**Work instruction**
Each line below containing the word "limit" needs to be shown.

**Input records**
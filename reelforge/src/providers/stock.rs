//! Stock clip search client.

use crate::resilience::{CallError, CallOptions, HttpRequest, OperationClass, ResilientCaller};
use crate::validate;
use async_trait::async_trait;
use serde::Deserialize;
use std::sync::Arc;
use std::time::Duration;

const SERVICE: &str = "stock";

/// Minimum acceptable clip height; shorts are 1080x1920, anything under
/// 720p upscales badly.
const MIN_HEIGHT: u32 = 720;

/// Acceptable clip duration range.
const DURATION_BOUNDS: (Duration, Duration) = (Duration::from_secs(5), Duration::from_secs(60));

/// A downloadable stock clip candidate.
#[derive(Debug, Clone, PartialEq, Deserialize)]
pub struct ClipCandidate {
    pub id: String,
    pub url: String,
    pub width: u32,
    pub height: u32,
    pub duration_secs: f64,
}

impl ClipCandidate {
    /// Portrait orientation: taller than wide.
    pub fn is_portrait(&self) -> bool {
        self.height > self.width
    }
}

/// Filters raw candidates down to usable portrait clips.
///
/// Keeps portrait orientation, at least [`MIN_HEIGHT`] vertical resolution,
/// and a duration inside [`DURATION_BOUNDS`]; orders by resolution so the
/// best material downloads first.
pub fn filter_candidates(mut candidates: Vec<ClipCandidate>) -> Vec<ClipCandidate> {
    candidates.retain(|c| {
        let duration = Duration::from_secs_f64(c.duration_secs.max(0.0));
        c.is_portrait()
            && c.height >= MIN_HEIGHT
            && duration >= DURATION_BOUNDS.0
            && duration <= DURATION_BOUNDS.1
            && c.url.starts_with("https://")
    });
    candidates.sort_by(|a, b| b.height.cmp(&a.height));
    candidates
}

/// Stock clip search capability.
#[async_trait]
pub trait ClipSearch: Send + Sync {
    /// Searches for portrait clips matching a keyword query.
    async fn search(&self, query: &str, limit: usize) -> Result<Vec<ClipCandidate>, CallError>;
}

/// HTTP stock clip search client.
pub struct HttpClipSearch {
    base_url: String,
    api_key: String,
    caller: Arc<ResilientCaller>,
}

#[derive(Deserialize)]
struct SearchResponse {
    clips: Vec<ClipCandidate>,
}

impl HttpClipSearch {
    pub fn new(base_url: impl Into<String>, api_key: impl Into<String>, caller: Arc<ResilientCaller>) -> Self {
        Self {
            base_url: base_url.into().trim_end_matches('/').to_string(),
            api_key: api_key.into(),
            caller,
        }
    }
}

#[async_trait]
impl ClipSearch for HttpClipSearch {
    async fn search(&self, query: &str, limit: usize) -> Result<Vec<ClipCandidate>, CallError> {
        validate::check_text(query, "clip query")?;
        let url = format!(
            "{}/v1/search?query={}&orientation=portrait&per_page={}",
            self.base_url,
            query
                .chars()
                .map(|c| if c.is_ascii_alphanumeric() { c } else { '+' })
                .collect::<String>(),
            limit.clamp(1, 50)
        );
        let response = self
            .caller
            .call(
                SERVICE,
                OperationClass::Search,
                HttpRequest::get(url).header("X-Api-Key", &self.api_key),
                CallOptions {
                    max_attempts: 3,
                    ..Default::default()
                },
            )
            .await?;

        let value: serde_json::Value = response.json()?;
        validate::check_allowed_keys(&value, &["clips"], "clip search response")?;
        let parsed: SearchResponse = response.json()?;
        for clip in &parsed.clips {
            validate::check_text(&clip.url, "clip url")?;
        }
        Ok(filter_candidates(parsed.clips))
    }
}
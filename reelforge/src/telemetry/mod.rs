//! Observability: per-stage metrics and sensitive-data redaction.
//!
//! Structured logging itself is `tracing` (initialized in [`crate::logging`]);
//! this module carries what the log layer cannot: the atomic counters behind
//! health snapshots and the redaction pass applied to anything that might
//! carry a credential.

mod metrics;
mod redact;

pub use metrics::{MetricsSnapshot, PipelineMetrics, StageCounters, StageSnapshot};
pub use redact::{is_sensitive_key, redact_text};
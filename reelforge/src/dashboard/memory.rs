//! In-memory dashboard for tests and dry runs.

use super::client::{DashboardClient, DashboardError, ListFilter, NewRow, RowPatch};
use super::row::{DashRow, RowStatus};
use async_trait::async_trait;
use chrono::Utc;
use std::collections::BTreeMap;
use std::sync::atomic::{AtomicU64, Ordering};
use std::sync::Mutex;

/// A row store that lives entirely in process memory.
///
/// Behaves like the HTTP adapter, including the optimistic-concurrency
/// check, so scheduler and reconciliation tests exercise the same code
/// paths as production.
#[derive(Default)]
pub struct InMemoryDashboard {
    rows: Mutex<BTreeMap<String, DashRow>>,
    next_id: AtomicU64,
    /// When true, every operation fails with a transient error. Tests flip
    /// this to simulate row store outages.
    pub fail_all: std::sync::atomic::AtomicBool,
}

impl InMemoryDashboard {
    pub fn new() -> Self {
        Self::default()
    }

    /// Seeds a row directly, bypassing the adapter surface. Numeric `I<n>`
    /// ids advance the append counter so later appends cannot collide.
    pub fn seed(&self, row: DashRow) {
        if let Some(n) = row.id.strip_prefix('I').and_then(|s| s.parse::<u64>().ok()) {
            self.next_id.fetch_max(n, Ordering::SeqCst);
        }
        self.rows.lock().unwrap().insert(row.id.clone(), row);
    }

    /// Convenience: seed an approved idea the way the operator would.
    pub fn seed_approved(&self, id: &str, title: &str) {
        let now = Utc::now();
        self.seed(DashRow {
            id: id.to_string(),
            source: "ai_ideation".to_string(),
            title: title.to_string(),
            status: RowStatus::Approved,
            script: String::new(),
            audio_path: String::new(),
            video_path: String::new(),
            published_url: String::new(),
            error: String::new(),
            created_at: now,
            updated_at: now,
        });
    }

    pub fn row(&self, id: &str) -> Option<DashRow> {
        self.rows.lock().unwrap().get(id).cloned()
    }

    pub fn len(&self) -> usize {
        self.rows.lock().unwrap().len()
    }

    pub fn is_empty(&self) -> bool {
        self.len() == 0
    }

    fn check_available(&self) -> Result<(), DashboardError> {
        if self.fail_all.load(Ordering::SeqCst) {
            return Err(DashboardError::Call(
                crate::resilience::CallError::Transient {
                    message: "row store unavailable".to_string(),
                },
            ));
        }
        Ok(())
    }
}

#[async_trait]
impl DashboardClient for InMemoryDashboard {
    async fn list_items(&self, filter: ListFilter) -> Result<Vec<DashRow>, DashboardError> {
        self.check_available()?;
        Ok(self
            .rows
            .lock()
            .unwrap()
            .values()
            .filter(|row| filter.matches(row))
            .cloned()
            .collect())
    }

    async fn append_item(&self, row: NewRow) -> Result<String, DashboardError> {
        self.check_available()?;
        crate::validate::check_cell(&row.title, "title")?;
        let id = format!("I{}", self.next_id.fetch_add(1, Ordering::SeqCst) + 1);
        let now = Utc::now();
        self.seed(DashRow {
            id: id.clone(),
            source: row.source,
            title: row.title,
            status: row.status,
            script: String::new(),
            audio_path: String::new(),
            video_path: String::new(),
            published_url: String::new(),
            error: String::new(),
            created_at: now,
            updated_at: now,
        });
        Ok(id)
    }

    async fn update_fields(
        &self,
        item_id: &str,
        patch: RowPatch,
        expected_status: Option<RowStatus>,
    ) -> Result<(), DashboardError> {
        self.check_available()?;
        let mut rows = self.rows.lock().unwrap();
        let row = rows
            .get_mut(item_id)
            .ok_or_else(|| DashboardError::NotFound(item_id.to_string()))?;

        if let Some(expected) = expected_status {
            if row.status != expected {
                return Err(DashboardError::Stale {
                    item_id: item_id.to_string(),
                    expected,
                    actual: row.status,
                });
            }
        }

        if let Some(status) = patch.status {
            row.status = status;
        }
        if let Some(script) = patch.script {
            row.script = script;
        }
        if let Some(audio_path) = patch.audio_path {
            row.audio_path = audio_path;
        }
        if let Some(video_path) = patch.video_path {
            row.video_path = video_path;
        }
        if let Some(published_url) = patch.published_url {
            row.published_url = published_url;
        }
        if let Some(error) = patch.error {
            row.error = crate::telemetry::redact_text(&error);
        }
        row.updated_at = Utc::now();
        Ok(())
    }

    async fn get_item(&self, item_id: &str) -> Result<DashRow, DashboardError> {
        self.check_available()?;
        self.row(item_id)
            .ok_or_else(|| DashboardError::NotFound(item_id.to_string()))
    }

    async fn ensure_headers(&self) -> Result<(), DashboardError> {
        self.check_available()
    }
}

**Answer to the problem**
    async fn search(&self, query: &str, limit: usize) -> Result<Vec<ClipCandidate>, CallError>;
    async fn search(&self, query: &str, limit: usize) -> Result<Vec<ClipCandidate>, CallError> {
            limit.clamp(1, 50)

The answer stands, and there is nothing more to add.